======== Extracted material
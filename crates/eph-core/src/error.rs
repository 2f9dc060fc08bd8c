//! Framework error type.
//!
//! Sub-crates may define their own error enums and convert `EphError` into
//! them via `From` impls.  Numerical degeneracies are never errors: they are
//! guarded at the division site and must not reach this type.

use thiserror::Error;

use crate::AgentId;

/// The top-level error type for `eph-core` and a common base for sub-crates.
#[derive(Debug, Error)]
pub enum EphError {
    #[error("agent {0} not found")]
    AgentNotFound(AgentId),

    #[error("configuration error: {0}")]
    Config(String),

    #[error("I/O error: {0}")]
    Io(#[from] std::io::Error),
}

impl EphError {
    /// Shorthand for building a [`EphError::Config`] from anything printable.
    pub fn config(msg: impl Into<String>) -> Self {
        EphError::Config(msg.into())
    }
}

/// Shorthand result type for all `eph-*` crates.
pub type EphResult<T> = Result<T, EphError>;

/// Fail with a configuration error unless `value` is finite and `> 0`.
pub fn ensure_positive(what: &str, value: f64) -> EphResult<()> {
    if value.is_finite() && value > 0.0 {
        Ok(())
    } else {
        Err(EphError::config(format!("{what} must be positive and finite, got {value}")))
    }
}

/// Fail with a configuration error unless `value` is finite and `>= 0`.
pub fn ensure_non_negative(what: &str, value: f64) -> EphResult<()> {
    if value.is_finite() && value >= 0.0 {
        Ok(())
    } else {
        Err(EphError::config(format!("{what} must be non-negative and finite, got {value}")))
    }
}
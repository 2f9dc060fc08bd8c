//! Planar vector type and the toroidal world topology.
//!
//! Everything in the simulator is 2D and uses `f64`: the controller takes
//! finite-difference gradients of its objective, and single precision makes
//! those differences too noisy at small step sizes.
//!
//! Every cross-agent distance (saliency encoding, collision resolution, haze
//! sampling, neighbour queries) goes through [`Torus::displacement`] so the
//! wrap-around rule is identical everywhere.

use std::f64::consts::{PI, TAU};
use std::fmt;
use std::ops::{Add, AddAssign, Mul, Neg, Sub, SubAssign};

/// Guard used at every division site that could otherwise hit zero
/// (distances, speeds).
pub const EPSILON: f64 = 1e-6;

// ── Vec2 ─────────────────────────────────────────────────────────────────────

/// A 2D vector in world or egocentric coordinates.
#[derive(Copy, Clone, Debug, Default, PartialEq)]
#[cfg_attr(feature = "serde", derive(serde::Serialize, serde::Deserialize))]
pub struct Vec2 {
    pub x: f64,
    pub y: f64,
}

impl Vec2 {
    pub const ZERO: Vec2 = Vec2 { x: 0.0, y: 0.0 };

    #[inline]
    pub const fn new(x: f64, y: f64) -> Self {
        Self { x, y }
    }

    /// Unit vector pointing at `angle` radians (counter-clockwise from +x).
    #[inline]
    pub fn from_angle(angle: f64) -> Self {
        Self::new(angle.cos(), angle.sin())
    }

    #[inline]
    pub fn dot(self, other: Vec2) -> f64 {
        self.x * other.x + self.y * other.y
    }

    #[inline]
    pub fn norm_sq(self) -> f64 {
        self.dot(self)
    }

    #[inline]
    pub fn norm(self) -> f64 {
        self.norm_sq().sqrt()
    }

    /// Angle of the vector in `(-π, π]`.  `Vec2::ZERO` maps to `0.0`.
    #[inline]
    pub fn angle(self) -> f64 {
        self.y.atan2(self.x)
    }

    /// Rotate counter-clockwise by `angle` radians.
    #[inline]
    pub fn rotate(self, angle: f64) -> Self {
        let (s, c) = angle.sin_cos();
        Self::new(c * self.x - s * self.y, s * self.x + c * self.y)
    }

    /// Unit vector in the same direction, or `Vec2::ZERO` for (near) zero input.
    #[inline]
    pub fn normalized_or_zero(self) -> Self {
        let n = self.norm();
        if n < EPSILON { Vec2::ZERO } else { self * (1.0 / n) }
    }

    /// Scale down (never up) so that `norm() <= max`.
    #[inline]
    pub fn clamp_norm(self, max: f64) -> Self {
        let n = self.norm();
        if n > max && n > EPSILON { self * (max / n) } else { self }
    }

    /// Clamp each component independently to `[-max, max]`.
    #[inline]
    pub fn clamp_components(self, max: f64) -> Self {
        Self::new(self.x.clamp(-max, max), self.y.clamp(-max, max))
    }

    #[inline]
    pub fn is_finite(self) -> bool {
        self.x.is_finite() && self.y.is_finite()
    }
}

impl Add for Vec2 {
    type Output = Vec2;
    #[inline]
    fn add(self, rhs: Vec2) -> Vec2 {
        Vec2::new(self.x + rhs.x, self.y + rhs.y)
    }
}

impl AddAssign for Vec2 {
    #[inline]
    fn add_assign(&mut self, rhs: Vec2) {
        self.x += rhs.x;
        self.y += rhs.y;
    }
}

impl Sub for Vec2 {
    type Output = Vec2;
    #[inline]
    fn sub(self, rhs: Vec2) -> Vec2 {
        Vec2::new(self.x - rhs.x, self.y - rhs.y)
    }
}

impl SubAssign for Vec2 {
    #[inline]
    fn sub_assign(&mut self, rhs: Vec2) {
        self.x -= rhs.x;
        self.y -= rhs.y;
    }
}

impl Mul<f64> for Vec2 {
    type Output = Vec2;
    #[inline]
    fn mul(self, rhs: f64) -> Vec2 {
        Vec2::new(self.x * rhs, self.y * rhs)
    }
}

impl Neg for Vec2 {
    type Output = Vec2;
    #[inline]
    fn neg(self) -> Vec2 {
        Vec2::new(-self.x, -self.y)
    }
}

impl fmt::Display for Vec2 {
    fn fmt(&self, f: &mut fmt::Formatter<'_>) -> fmt::Result {
        write!(f, "({:.3}, {:.3})", self.x, self.y)
    }
}

/// Wrap an angle into `(-π, π]`.
pub fn normalize_angle(angle: f64) -> f64 {
    let a = (angle + PI).rem_euclid(TAU) - PI;
    if a <= -PI { a + TAU } else { a }
}

// ── Torus ────────────────────────────────────────────────────────────────────

/// A rectangular world `[0, width) × [0, height)` whose opposite edges are
/// glued together.
#[derive(Copy, Clone, Debug, PartialEq)]
#[cfg_attr(feature = "serde", derive(serde::Serialize, serde::Deserialize))]
pub struct Torus {
    pub width:  f64,
    pub height: f64,
}

impl Torus {
    #[inline]
    pub fn new(width: f64, height: f64) -> Self {
        Self { width, height }
    }

    /// Shortest displacement from `from` to `to`, taking wrap-around into
    /// account.  Each component lies in `(-extent/2, extent/2]`.
    #[inline]
    pub fn displacement(&self, from: Vec2, to: Vec2) -> Vec2 {
        Vec2::new(
            wrap_delta(to.x - from.x, self.width),
            wrap_delta(to.y - from.y, self.height),
        )
    }

    /// Shortest-path distance between two points.
    #[inline]
    pub fn distance(&self, a: Vec2, b: Vec2) -> f64 {
        self.displacement(a, b).norm()
    }

    /// Map any point back into `[0, width) × [0, height)`.
    #[inline]
    pub fn wrap(&self, p: Vec2) -> Vec2 {
        Vec2::new(wrap_coord(p.x, self.width), wrap_coord(p.y, self.height))
    }
}

impl Default for Torus {
    fn default() -> Self {
        Self::new(100.0, 100.0)
    }
}

#[inline]
fn wrap_delta(delta: f64, extent: f64) -> f64 {
    let d = delta.rem_euclid(extent);
    if d > extent * 0.5 { d - extent } else { d }
}

#[inline]
fn wrap_coord(value: f64, extent: f64) -> f64 {
    let v = value.rem_euclid(extent);
    // rem_euclid can round up to `extent` for tiny negative inputs.
    if v >= extent { 0.0 } else { v }
}

// ── Obstacle ─────────────────────────────────────────────────────────────────

/// A static circular obstacle.
#[derive(Copy, Clone, Debug, PartialEq)]
#[cfg_attr(feature = "serde", derive(serde::Serialize, serde::Deserialize))]
pub struct Obstacle {
    pub center: Vec2,
    pub radius: f64,
}

impl Obstacle {
    #[inline]
    pub fn new(center: Vec2, radius: f64) -> Self {
        Self { center, radius }
    }
}
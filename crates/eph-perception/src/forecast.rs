//! Kinematic forecasts of a saliency map.
//!
//! Two kinds of "what would I see" questions are answered here:
//!
//! - **Action-conditioned**: if the ego agent changes its velocity by `Δv`
//!   (ego frame), each occupied bin's closing speed becomes
//!   `ch2 · speed_scale + Δv · ê_bin`, where `ê_bin` is the unit vector at
//!   the bin's centre bearing.  ch2 and ch3 are recomputed from that; ch1 is
//!   unchanged.  `Δv = 0` reproduces the input map.
//! - **Time-shifted**: every body (ego included) coasts at constant velocity
//!   for `horizon` seconds and the scene is re-encoded.

use eph_core::{BodyState, Obstacle, Torus, Vec2};

use crate::spm::{CLOSING, RISK};
use crate::{BinField, SaliencyEncoder, SaliencyMap};

impl SaliencyEncoder {
    /// Forecast closing speed of occupied bin `i` under ego-frame `dv`.
    #[inline]
    fn forecast_closing(&self, map: &SaliencyMap, i: usize, dv: Vec2) -> f64 {
        let a = i % map.n_angular;
        map.channels[CLOSING][i] * self.config.speed_scale + dv.dot(self.grid.direction(a))
    }

    /// The map as it would look after an ego-frame velocity change `dv`.
    pub fn forecast(&self, map: &SaliencyMap, dv: Vec2) -> SaliencyMap {
        let mut out = map.clone();
        if dv == Vec2::ZERO {
            return out;
        }
        for i in map.occupied_bins() {
            let r = i / map.n_angular;
            let closing = self.forecast_closing(map, i, dv);
            let ch2 = self.normalize_closing(closing);
            out.channels[CLOSING][i] = ch2;
            out.channels[RISK][i] = self.risk_from_closing(ch2 * self.config.speed_scale, r);
        }
        out
    }

    /// `Σ_bin precision(bin) · risk(bin)` of the forecast map, without
    /// materialising it.
    pub fn weighted_risk(&self, map: &SaliencyMap, precision: &BinField, dv: Vec2) -> f64 {
        debug_assert_eq!(map.bins(), precision.len());
        map.occupied_bins()
            .map(|i| {
                let r = i / map.n_angular;
                let ch2 = self.normalize_closing(self.forecast_closing(map, i, dv));
                precision.values[i] * self.risk_from_closing(ch2 * self.config.speed_scale, r)
            })
            .sum()
    }

    /// Re-encode the scene after every body coasts for `horizon` seconds.
    /// Obstacles stay put and headings are unchanged.
    pub fn encode_ahead(
        &self,
        ego:       &BodyState,
        neighbors: &[BodyState],
        obstacles: &[Obstacle],
        torus:     &Torus,
        horizon:   f64,
    ) -> SaliencyMap {
        let coast = |b: &BodyState| BodyState {
            position: torus.wrap(b.position + b.velocity * horizon),
            ..*b
        };
        let future_ego = coast(ego);
        let future: Vec<BodyState> = neighbors.iter().map(coast).collect();
        self.encode(&future_ego, &future, obstacles, torus)
    }
}
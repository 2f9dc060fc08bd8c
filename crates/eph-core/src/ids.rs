//! Typed identifiers.
//!
//! `AgentId(i)` is the index of agent `i` in every `AgentStore` array and in
//! the per-tick decision vector; prefer `.index()` over `.0 as usize`.

use std::fmt;

macro_rules! typed_id {
    ($(#[$attr:meta])* $name:ident($inner:ty)) => {
        $(#[$attr])*
        #[derive(Copy, Clone, PartialEq, Eq, Hash, PartialOrd, Ord, Debug)]
        #[cfg_attr(feature = "serde", derive(serde::Serialize, serde::Deserialize))]
        pub struct $name(pub $inner);

        impl $name {
            #[inline(always)]
            pub fn index(self) -> usize {
                self.0 as usize
            }
        }

        impl fmt::Display for $name {
            fn fmt(&self, f: &mut fmt::Formatter<'_>) -> fmt::Result {
                write!(f, "{}({})", stringify!($name), self.0)
            }
        }
    };
}

typed_id!(
    /// Index of an agent in SoA storage.
    AgentId(u32)
);

typed_id!(
    /// Scenario group tag (e.g. the four arms of a scramble crossing).
    /// Carried through to output; never read by the controller.
    GroupId(u16)
);
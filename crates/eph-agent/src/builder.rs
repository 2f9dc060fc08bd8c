//! Fluent builder for constructing an `AgentStore`.
//!
//! # Usage
//!
//! ```rust
//! use eph_agent::{AgentSpec, AgentStoreBuilder};
//! use eph_core::Vec2;
//!
//! let store = AgentStoreBuilder::new()
//!     .spawn(AgentSpec::new(Vec2::new(1.0, 1.0)).goal_velocity(Vec2::new(1.0, 0.0)))
//!     .spawn(AgentSpec::new(Vec2::new(9.0, 1.0)).goal_velocity(Vec2::new(-1.0, 0.0)))
//!     .build()
//!     .unwrap();
//!
//! assert_eq!(store.count, 2);
//! ```

use eph_core::{ensure_positive, EphError, EphResult, GroupId, Torus, Vec2, EPSILON};

use crate::AgentStore;

/// Initial state of one agent.
#[derive(Clone, Debug)]
#[cfg_attr(feature = "serde", derive(serde::Serialize, serde::Deserialize))]
pub struct AgentSpec {
    pub position:      Vec2,
    pub velocity:      Vec2,
    /// Explicit heading.  When `None` the heading follows the initial
    /// velocity, then the goal direction, then +x.
    pub heading:       Option<f64>,
    pub radius:        f64,
    pub goal:          Option<Vec2>,
    pub goal_velocity: Vec2,
    pub precision:     f64,
    pub group:         GroupId,
}

impl AgentSpec {
    pub fn new(position: Vec2) -> Self {
        Self {
            position,
            velocity:      Vec2::ZERO,
            heading:       None,
            radius:        0.3,
            goal:          None,
            goal_velocity: Vec2::ZERO,
            precision:     1.0,
            group:         GroupId(0),
        }
    }

    pub fn velocity(mut self, v: Vec2) -> Self {
        self.velocity = v;
        self
    }

    pub fn heading(mut self, heading: f64) -> Self {
        self.heading = Some(heading);
        self
    }

    pub fn radius(mut self, r: f64) -> Self {
        self.radius = r;
        self
    }

    pub fn goal(mut self, goal: Vec2) -> Self {
        self.goal = Some(goal);
        self
    }

    pub fn goal_velocity(mut self, v: Vec2) -> Self {
        self.goal_velocity = v;
        self
    }

    pub fn precision(mut self, p: f64) -> Self {
        self.precision = p;
        self
    }

    pub fn group(mut self, g: GroupId) -> Self {
        self.group = g;
        self
    }

    fn resolved_heading(&self) -> f64 {
        if let Some(h) = self.heading {
            return h;
        }
        if self.velocity.norm() > EPSILON {
            self.velocity.angle()
        } else if self.goal_velocity.norm() > EPSILON {
            self.goal_velocity.angle()
        } else {
            0.0
        }
    }

    fn validate(&self, index: usize) -> EphResult<()> {
        if !self.position.is_finite() || !self.velocity.is_finite() || !self.goal_velocity.is_finite() {
            return Err(EphError::config(format!("agent {index}: non-finite initial state")));
        }
        ensure_positive(&format!("agent {index} radius"), self.radius)?;
        ensure_positive(&format!("agent {index} precision"), self.precision)
    }
}

/// Fluent builder for [`AgentStore`].
///
/// Specs are validated at [`build`](Self::build); a negative radius or
/// precision is a configuration error, not something clamped later.
#[derive(Default)]
pub struct AgentStoreBuilder {
    specs: Vec<AgentSpec>,
    torus: Option<Torus>,
}

impl AgentStoreBuilder {
    pub fn new() -> Self {
        Self::default()
    }

    pub fn spawn(mut self, spec: AgentSpec) -> Self {
        self.specs.push(spec);
        self
    }

    pub fn spawn_all(mut self, specs: impl IntoIterator<Item = AgentSpec>) -> Self {
        self.specs.extend(specs);
        self
    }

    /// Wrap initial positions (and goals) into these bounds at build time.
    pub fn wrap_into(mut self, torus: Torus) -> Self {
        self.torus = Some(torus);
        self
    }

    pub fn build(self) -> EphResult<AgentStore> {
        let mut store = AgentStore::with_capacity(self.specs.len());
        for (i, spec) in self.specs.iter().enumerate() {
            spec.validate(i)?;
            let wrap = |p: Vec2| self.torus.map_or(p, |t| t.wrap(p));
            store.position.push(wrap(spec.position));
            store.velocity.push(spec.velocity);
            store.heading.push(spec.resolved_heading());
            store.radius.push(spec.radius);
            store.goal.push(spec.goal.map(wrap));
            store.goal_velocity.push(spec.goal_velocity);
            store.precision.push(spec.precision);
            store.group.push(spec.group);
            store.last_action.push(Vec2::ZERO);
            store.stall_ticks.push(0);
            store.stall_haze.push(0.0);
        }
        store.count = self.specs.len();
        Ok(store)
    }
}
================
### What you need to do:
Go through the material and copy out every line with "clockwise" in it.

### Task answer:
    /// Unit vector pointing at `angle` radians (counter-clockwise from +x).
    /// Rotate counter-clockwise by `angle` radians.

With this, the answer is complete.